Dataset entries
-- Opening Marker --

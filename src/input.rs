use crate::bus::Key;
use crossterm::event::{poll, read, Event, KeyCode, KeyModifiers};
use crossterm::terminal;
use std::collections::{HashMap, VecDeque};
use std::io;
use std::time::Duration;
use tracing::{trace, warn};

/// printable characters on the host keyboard and the calculator key they press
const EC130_KEYMAP: [(char, Key); 21] = [
    ('0', Key::Digit0),
    ('1', Key::Digit1),
    ('2', Key::Digit2),
    ('3', Key::Digit3),
    ('4', Key::Digit4),
    ('5', Key::Digit5),
    ('6', Key::Digit6),
    ('7', Key::Digit7),
    ('8', Key::Digit8),
    ('9', Key::Digit9),
    ('c', Key::ClearAll),
    ('.', Key::DecimalPoint),
    ('s', Key::ChangeSign),
    ('r', Key::Repeat),
    ('o', Key::OverflowLock),
    ('t', Key::Store),
    ('e', Key::Recall),
    ('*', Key::Multiply),
    ('/', Key::Divide),
    ('+', Key::Add),
    ('-', Key::Subtract),
];

/// one thing the user did at the keyboard
#[derive(Copy, Clone, Debug, PartialEq, Eq)]
pub enum InputEvent {
    /// a calculator key, to be held on its line for a while
    Press(Key),
    /// move the decimal point switch one place left
    DisplaySelectUp,
    /// ... or right
    DisplaySelectDown,
    Quit,
    /// anything we couldn't map; carries the raw code for the diagnostic label
    Unknown(u32),
}

/// reads keypresses without ever blocking the simulation
pub trait Input {
    /// the next pending event, if there is one
    fn poll_event(&mut self) -> Result<Option<InputEvent>, io::Error>;
}

/// map a host key code to what the calculator would see
pub fn map_key(code: KeyCode, keymap: &HashMap<char, Key>) -> InputEvent {
    match code {
        KeyCode::Char('q') => InputEvent::Quit,
        KeyCode::Char('\r') | KeyCode::Char('\n') | KeyCode::Enter => {
            InputEvent::Press(Key::Enter)
        }
        KeyCode::Backspace | KeyCode::Delete => InputEvent::Press(Key::ClearEntry),
        KeyCode::Up => InputEvent::DisplaySelectUp,
        KeyCode::Down => InputEvent::DisplaySelectDown,
        KeyCode::Char(c) => match keymap.get(&c) {
            Some(key) => InputEvent::Press(*key),
            None => InputEvent::Unknown(c as u32),
        },
        KeyCode::F(n) => InputEvent::Unknown(0x100 + n as u32),
        _ => InputEvent::Unknown(0),
    }
}

/// keyboard input from the controlling terminal, in raw mode
pub struct StdinInput {
    keymap: HashMap<char, Key>,
}

impl StdinInput {
    pub fn new() -> Result<Self, io::Error> {
        terminal::enable_raw_mode()?;
        Ok(StdinInput {
            keymap: HashMap::from(EC130_KEYMAP),
        })
    }
}

impl Drop for StdinInput {
    fn drop(&mut self) {
        if let Err(e) = terminal::disable_raw_mode() {
            warn!(error = %e, "failed to leave raw mode");
        }
    }
}

impl Input for StdinInput {
    fn poll_event(&mut self) -> Result<Option<InputEvent>, io::Error> {
        while poll(Duration::from_millis(0))? {
            match read()? {
                Event::Key(evt) => {
                    // raw mode swallows the usual ^C handling
                    if evt.code == KeyCode::Char('c')
                        && evt.modifiers.contains(KeyModifiers::CONTROL)
                    {
                        return Ok(Some(InputEvent::Quit));
                    }
                    return Ok(Some(map_key(evt.code, &self.keymap)));
                }
                other => trace!(event = ?other, "ignoring terminal event"),
            }
        }
        Ok(None)
    }
}

/// dummy Input implementation for testing; hands out one event per poll
pub struct DummyInput {
    events: VecDeque<Option<InputEvent>>,
}

impl DummyInput {
    pub fn new(events: &[InputEvent]) -> Self {
        DummyInput {
            events: events.iter().copied().map(Some).collect(),
        }
    }

    pub fn push(&mut self, event: InputEvent) {
        self.events.push_back(Some(event));
    }

    /// nothing pressed for the next `polls` polls
    pub fn wait(&mut self, polls: usize) {
        self.events.extend(std::iter::repeat(None).take(polls));
    }
}

impl Input for DummyInput {
    fn poll_event(&mut self) -> Result<Option<InputEvent>, io::Error> {
        Ok(self.events.pop_front().flatten())
    }
}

-- Closing Marker --

WHAT YOU SHOULD DO: Pick out each line above that includes "events" and show it.

EXERCISE OUTPUT:
    events: VecDeque<Option<InputEvent>>,
    pub fn new(events: &[InputEvent]) -> Self {
            events: events.iter().copied().map(Some).collect(),
        self.events.push_back(Some(event));
        self.events.extend(std::iter::repeat(None).take(polls));
        Ok(self.events.pop_front().flatten())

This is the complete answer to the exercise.